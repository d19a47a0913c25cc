// src/miner/algorithm/mock.rs
//! Deterministic in-memory backend
//!
//! Stands in for the external VM wherever the real 2 GiB dataset is too heavy:
//! the test-suite and `--backend mock` benchmarks. It keeps every property the
//! engine relies on:
//! - the dataset is a seed-derived item array, initialisable by ranges
//! - hashes depend on the input and on the dataset contents
//! - the pipelined calls return the hash of the *previous* submission
//! - hashing clobbers the FPU rounding mode, like JIT-compiled programs
//!
//! Allocation failures can be injected to drive the fallback paths.

use crate::miner::algorithm::{Hash, RandomXBackend, RxFlags};
use crate::miner::fpenv;
use sha2::{Digest, Sha256};
use std::sync::Arc;
use std::sync::atomic::{AtomicU64, AtomicUsize, Ordering};

const DEFAULT_ITEMS: u32 = 4096;
const MIX_ROUNDS: usize = 4;

/// Mock hashing backend
#[derive(Debug)]
pub struct MockBackend {
    items: u32,
    large_pages: bool,
    fail_cache: bool,
    fail_dataset: bool,
    clobber_fpu: bool,
    vm_limit: Option<usize>,
    vms_created: AtomicUsize,
    cache_inits: AtomicUsize,
}

/// Seed-derived key
#[derive(Debug)]
pub struct MockCache {
    key: [u8; 32],
}

/// Item array shared by all mock VMs
#[derive(Debug)]
pub struct MockDataset {
    items: Vec<AtomicU64>,
    large_pages: bool,
}

impl MockDataset {
    /// Copies the current item values
    pub fn snapshot(&self) -> Vec<u64> {
        self.items.iter().map(|i| i.load(Ordering::Relaxed)).collect()
    }

    /// Whether the allocation was large-page backed
    pub fn large_pages(&self) -> bool {
        self.large_pages
    }
}

/// Mock VM: the dataset it is bound to plus the in-flight input
#[derive(Debug)]
pub struct MockVm {
    dataset: Arc<MockDataset>,
    pending: Vec<u8>,
    large_pages: bool,
}

impl MockVm {
    /// Whether the VM was created with large pages
    pub fn large_pages(&self) -> bool {
        self.large_pages
    }
}

impl MockBackend {
    /// Backend with a 4096-item dataset where every allocation succeeds
    pub fn new() -> Self {
        MockBackend {
            items: DEFAULT_ITEMS,
            large_pages: true,
            fail_cache: false,
            fail_dataset: false,
            clobber_fpu: true,
            vm_limit: None,
            vms_created: AtomicUsize::new(0),
            cache_inits: AtomicUsize::new(0),
        }
    }

    /// Sets the dataset size (at least one item)
    pub fn with_items(mut self, items: u32) -> Self {
        self.items = items.max(1);
        self
    }

    /// Makes every large-page allocation fail
    pub fn without_large_pages(mut self) -> Self {
        self.large_pages = false;
        self
    }

    /// Makes cache allocation fail
    pub fn failing_cache(mut self) -> Self {
        self.fail_cache = true;
        self
    }

    /// Makes dataset allocation fail with and without large pages
    pub fn failing_dataset(mut self) -> Self {
        self.fail_dataset = true;
        self
    }

    /// Allows at most `limit` successful VM creations
    pub fn with_vm_limit(mut self, limit: usize) -> Self {
        self.vm_limit = Some(limit);
        self
    }

    /// Leaves the FPU alone while hashing
    pub fn without_fpu_clobbering(mut self) -> Self {
        self.clobber_fpu = false;
        self
    }

    /// Number of VMs created so far
    pub fn vms_created(&self) -> usize {
        self.vms_created.load(Ordering::SeqCst)
    }

    /// Number of times a cache was keyed from a seed
    pub fn cache_inits(&self) -> usize {
        self.cache_inits.load(Ordering::SeqCst)
    }

    fn compute(&self, dataset: &MockDataset, input: &[u8]) -> Hash {
        if self.clobber_fpu {
            fpenv::clobber_rounding_mode();
        }

        let mut hash: Hash = Sha256::digest(input).into();
        let len = dataset.items.len() as u64;
        for _ in 0..MIX_ROUNDS {
            let mut index = [0u8; 8];
            index.copy_from_slice(&hash[..8]);
            let item = dataset.items[(u64::from_le_bytes(index) % len) as usize].load(Ordering::Relaxed);

            let mut hasher = Sha256::new();
            hasher.update(hash);
            hasher.update(item.to_le_bytes());
            hash = hasher.finalize().into();
        }
        hash
    }
}

impl Default for MockBackend {
    fn default() -> Self {
        Self::new()
    }
}

impl RandomXBackend for MockBackend {
    type Cache = MockCache;
    type Dataset = MockDataset;
    type Vm = MockVm;

    fn name(&self) -> &'static str {
        "mock"
    }

    fn detect_flags(&self) -> RxFlags {
        RxFlags {
            large_pages: false,
            hard_aes: true,
            jit: true,
            full_mem: true,
            secure: false,
        }
    }

    fn alloc_cache(&self, _flags: RxFlags) -> Option<MockCache> {
        if self.fail_cache {
            return None;
        }
        Some(MockCache { key: [0; 32] })
    }

    fn init_cache(&self, cache: &mut MockCache, seed: &[u8]) {
        self.cache_inits.fetch_add(1, Ordering::SeqCst);
        cache.key = Sha256::digest(seed).into();
    }

    fn alloc_dataset(&self, flags: RxFlags) -> Option<MockDataset> {
        if self.fail_dataset || (flags.large_pages && !self.large_pages) {
            return None;
        }
        Some(MockDataset {
            items: (0..self.items).map(|_| AtomicU64::new(0)).collect(),
            large_pages: flags.large_pages,
        })
    }

    fn dataset_item_count(&self) -> u32 {
        self.items
    }

    fn init_dataset(&self, dataset: &MockDataset, cache: &MockCache, start_item: u32, item_count: u32) {
        for index in start_item..start_item + item_count {
            let mut hasher = Sha256::new();
            hasher.update(cache.key);
            hasher.update(index.to_le_bytes());
            let digest = hasher.finalize();

            let mut value = [0u8; 8];
            value.copy_from_slice(&digest[..8]);
            dataset.items[index as usize].store(u64::from_le_bytes(value), Ordering::Relaxed);
        }
    }

    fn create_vm(&self, flags: RxFlags, dataset: &Arc<MockDataset>) -> Option<MockVm> {
        if flags.large_pages && !self.large_pages {
            return None;
        }
        if let Some(limit) = self.vm_limit {
            let claimed = self
                .vms_created
                .fetch_update(Ordering::SeqCst, Ordering::SeqCst, |n| (n < limit).then_some(n + 1));
            if claimed.is_err() {
                return None;
            }
        } else {
            self.vms_created.fetch_add(1, Ordering::SeqCst);
        }

        Some(MockVm {
            dataset: Arc::clone(dataset),
            pending: Vec::new(),
            large_pages: flags.large_pages,
        })
    }

    fn calculate_hash(&self, vm: &mut MockVm, input: &[u8]) -> Hash {
        self.compute(&vm.dataset, input)
    }

    fn calculate_hash_first(&self, vm: &mut MockVm, input: &[u8]) {
        vm.pending.clear();
        vm.pending.extend_from_slice(input);
    }

    fn calculate_hash_next(&self, vm: &mut MockVm, next_input: &[u8]) -> Hash {
        let hash = self.compute(&vm.dataset, &vm.pending);
        vm.pending.clear();
        vm.pending.extend_from_slice(next_input);
        hash
    }

    fn calculate_hash_last(&self, vm: &mut MockVm) -> Hash {
        let hash = self.compute(&vm.dataset, &vm.pending);
        vm.pending.clear();
        hash
    }
}

#[cfg(test)]
mod tests {
    use super::*;

    fn seeded(backend: &MockBackend, seed: &[u8]) -> Arc<MockDataset> {
        let flags = backend.detect_flags();
        let mut cache = backend.alloc_cache(flags).unwrap();
        backend.init_cache(&mut cache, seed);
        let dataset = backend.alloc_dataset(flags).unwrap();
        backend.init_dataset(&dataset, &cache, 0, backend.dataset_item_count());
        Arc::new(dataset)
    }

    #[test]
    fn pipeline_returns_previous_submission() {
        let backend = MockBackend::new().with_items(64);
        let dataset = seeded(&backend, b"seed");
        let mut vm = backend.create_vm(backend.detect_flags(), &dataset).unwrap();

        let one = backend.calculate_hash(&mut vm, b"one");
        let two = backend.calculate_hash(&mut vm, b"two");

        backend.calculate_hash_first(&mut vm, b"one");
        assert_eq!(backend.calculate_hash_next(&mut vm, b"two"), one);
        assert_eq!(backend.calculate_hash_last(&mut vm), two);
    }

    #[test]
    fn hash_depends_on_dataset() {
        let backend = MockBackend::new().with_items(64);
        let a = seeded(&backend, b"seed a");
        let b = seeded(&backend, b"seed b");
        let mut vm_a = backend.create_vm(backend.detect_flags(), &a).unwrap();
        let mut vm_b = backend.create_vm(backend.detect_flags(), &b).unwrap();

        assert_ne!(
            backend.calculate_hash(&mut vm_a, b"blob"),
            backend.calculate_hash(&mut vm_b, b"blob")
        );
    }

    #[test]
    fn large_pages_can_be_refused() {
        let backend = MockBackend::new().without_large_pages();
        let flags = backend.detect_flags();
        assert!(backend.alloc_dataset(flags.with_large_pages()).is_none());
        assert!(backend.alloc_dataset(flags).is_some());
    }

    #[test]
    fn vm_limit_is_enforced() {
        let backend = MockBackend::new().with_items(8).with_vm_limit(1);
        let dataset = seeded(&backend, b"seed");
        let flags = backend.detect_flags();
        assert!(backend.create_vm(flags, &dataset).is_some());
        assert!(backend.create_vm(flags, &dataset).is_none());
        assert_eq!(backend.vms_created(), 1);
    }
}
// src/miner/stop.rs
//! Stop signal for search loops
//!
//! One flag is shared by every worker of an epoch; raising it makes each
//! running search return after its current hash.

use std::sync::atomic::{AtomicU32, Ordering};

/// Cooperative cancellation signal shared by every search loop
///
/// Owned by the caller (usually behind an `Arc` or a plain borrow inside a
/// thread scope). Search loops only poll it, once per completed hash, so the
/// cancellation latency is one pipelined hash computation.
#[derive(Debug, Default)]
pub struct StopFlag(AtomicU32);

impl StopFlag {
    /// Creates a lowered flag
    pub fn new() -> Self {
        StopFlag(AtomicU32::new(0))
    }

    /// Asks every loop polling this flag to stop
    pub fn raise(&self) {
        self.0.store(1, Ordering::SeqCst);
    }

    /// Lowers the flag so a new round of searches can run
    pub fn clear(&self) {
        self.0.store(0, Ordering::SeqCst);
    }

    /// Whether a stop has been requested
    #[inline]
    pub fn is_raised(&self) -> bool {
        self.0.load(Ordering::Relaxed) != 0
    }
}
// src/miner/algorithm/randomx.rs
//! RandomX backend over the `rust-randomx` bindings
//!
//! `rust-randomx` builds cache and dataset together inside [`Context::new`] and
//! spreads the dataset init over its own threads, so the range-based init of
//! [`RandomXBackend`] collapses here: the chunk starting at item 0 builds the
//! whole context and every other chunk is a no-op.
//!
//! The dataset is an atomically swappable context. A VM creates its hasher as
//! soon as a context exists and rebinds it with [`Hasher::update`] on the first
//! hash after a swap; the underlying VM is never recreated.
//!
//! Limitations of the bindings:
//! - a reseed builds a fresh context while VMs still hold the old one, so peak
//!   memory is two datasets until every VM has rebound
//! - the init thread count is not forwarded
//! - `Context::new` does not report allocation failure

use crate::miner::algorithm::{HASH_SIZE, Hash, RandomXBackend, RxFlags};
use arc_swap::ArcSwapOption;
use rust_randomx::{Context, Hasher};
use std::sync::Arc;

/// Items in a full RandomX dataset
pub const DATASET_ITEM_COUNT: u32 = 34_078_719;

/// RandomX through `rust-randomx`
///
/// The bindings manage huge pages and CPU feature detection themselves, so
/// large-page allocations are reported as unavailable and the engine runs
/// with standard-page flags.
#[derive(Debug, Clone, Copy)]
pub struct RustRandomX {
    /// Full dataset (fast mode) instead of light mode
    fast: bool,
}

/// Seed waiting to be turned into a context
pub struct SeedCache {
    key: Vec<u8>,
}

/// Current RandomX context, swapped on every reseed
pub struct ContextSlot {
    context: ArcSwapOption<Context>,
    fast: bool,
}

/// Per-thread hasher, rebound when the context changes
pub struct RandomXVm {
    dataset: Arc<ContextSlot>,
    hasher: Option<(Arc<Context>, Hasher)>,
}

impl RustRandomX {
    /// Creates a backend
    ///
    /// # Arguments
    /// * `fast` - Enables fast mode when true (~2080 MiB dataset instead of the 256 MiB cache)
    pub fn new(fast: bool) -> Self {
        RustRandomX { fast }
    }
}

impl Default for RustRandomX {
    fn default() -> Self {
        Self::new(true)
    }
}

impl RandomXVm {
    fn bind(dataset: &Arc<ContextSlot>) -> Self {
        let hasher = dataset
            .context
            .load_full()
            .map(|context| (Arc::clone(&context), Hasher::new(context)));
        RandomXVm {
            dataset: Arc::clone(dataset),
            hasher,
        }
    }

    /// Hasher for the current context, or `None` while unseeded
    fn hasher(&mut self) -> Option<&mut Hasher> {
        let current = self.dataset.context.load_full()?;
        match &mut self.hasher {
            Some((bound, hasher)) => {
                if !Arc::ptr_eq(bound, &current) {
                    hasher.update(Arc::clone(&current));
                    *bound = current;
                }
            }
            // VM created before the first seed.
            None => self.hasher = Some((Arc::clone(&current), Hasher::new(current))),
        }
        self.hasher.as_mut().map(|(_, hasher)| hasher)
    }

    /// Whether the VM is bound to a context
    pub fn is_bound(&self) -> bool {
        self.hasher.is_some()
    }
}

fn to_hash(output: impl AsRef<[u8]>) -> Hash {
    let mut hash = [0u8; HASH_SIZE];
    hash.copy_from_slice(output.as_ref());
    hash
}

/// Result for a VM whose dataset was never seeded; fails every difficulty above 1
const UNSEEDED: Hash = [0xFF; HASH_SIZE];

impl RandomXBackend for RustRandomX {
    type Cache = SeedCache;
    type Dataset = ContextSlot;
    type Vm = RandomXVm;

    fn name(&self) -> &'static str {
        "randomx"
    }

    fn detect_flags(&self) -> RxFlags {
        RxFlags {
            large_pages: false,
            hard_aes: cfg!(target_feature = "aes"),
            jit: cfg!(any(target_arch = "x86_64", target_arch = "aarch64")),
            full_mem: self.fast,
            secure: cfg!(target_os = "macos"),
        }
    }

    fn alloc_cache(&self, flags: RxFlags) -> Option<Self::Cache> {
        if flags.large_pages {
            return None;
        }
        Some(SeedCache { key: Vec::new() })
    }

    fn init_cache(&self, cache: &mut Self::Cache, seed: &[u8]) {
        cache.key = seed.to_vec();
    }

    fn alloc_dataset(&self, flags: RxFlags) -> Option<Self::Dataset> {
        if flags.large_pages {
            return None;
        }
        Some(ContextSlot {
            context: ArcSwapOption::empty(),
            fast: self.fast,
        })
    }

    fn dataset_item_count(&self) -> u32 {
        DATASET_ITEM_COUNT
    }

    fn init_dataset(&self, dataset: &Self::Dataset, cache: &Self::Cache, start_item: u32, _item_count: u32) {
        if start_item != 0 {
            return;
        }
        let context = Context::new(&cache.key, dataset.fast);
        dataset.context.store(Some(Arc::new(context)));
    }

    fn create_vm(&self, flags: RxFlags, dataset: &Arc<Self::Dataset>) -> Option<Self::Vm> {
        if flags.large_pages {
            return None;
        }
        Some(RandomXVm::bind(dataset))
    }

    fn calculate_hash(&self, vm: &mut Self::Vm, input: &[u8]) -> Hash {
        match vm.hasher() {
            Some(hasher) => to_hash(hasher.hash(input)),
            None => UNSEEDED,
        }
    }

    fn calculate_hash_first(&self, vm: &mut Self::Vm, input: &[u8]) {
        if let Some(hasher) = vm.hasher() {
            hasher.hash_first(input);
        }
    }

    fn calculate_hash_next(&self, vm: &mut Self::Vm, next_input: &[u8]) -> Hash {
        match vm.hasher() {
            Some(hasher) => to_hash(hasher.hash_next(next_input)),
            None => UNSEEDED,
        }
    }

    fn calculate_hash_last(&self, vm: &mut Self::Vm) -> Hash {
        match vm.hasher() {
            Some(hasher) => to_hash(hasher.hash_last()),
            None => UNSEEDED,
        }
    }
}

****************

- ACTIVITY -
Out of the entries above, write out only the lines between the line holding "#[cfg(test)]" and the line holding "let dataset = backend.alloc_dataset(flags).unwrap();", inclusive, each exactly as given.

- TASK RESPONSE -
#[cfg(test)]
mod tests {
    use super::*;

    fn seeded(backend: &MockBackend, seed: &[u8]) -> Arc<MockDataset> {
        let flags = backend.detect_flags();
        let mut cache = backend.alloc_cache(flags).unwrap();
        backend.init_cache(&mut cache, seed);
        let dataset = backend.alloc_dataset(flags).unwrap();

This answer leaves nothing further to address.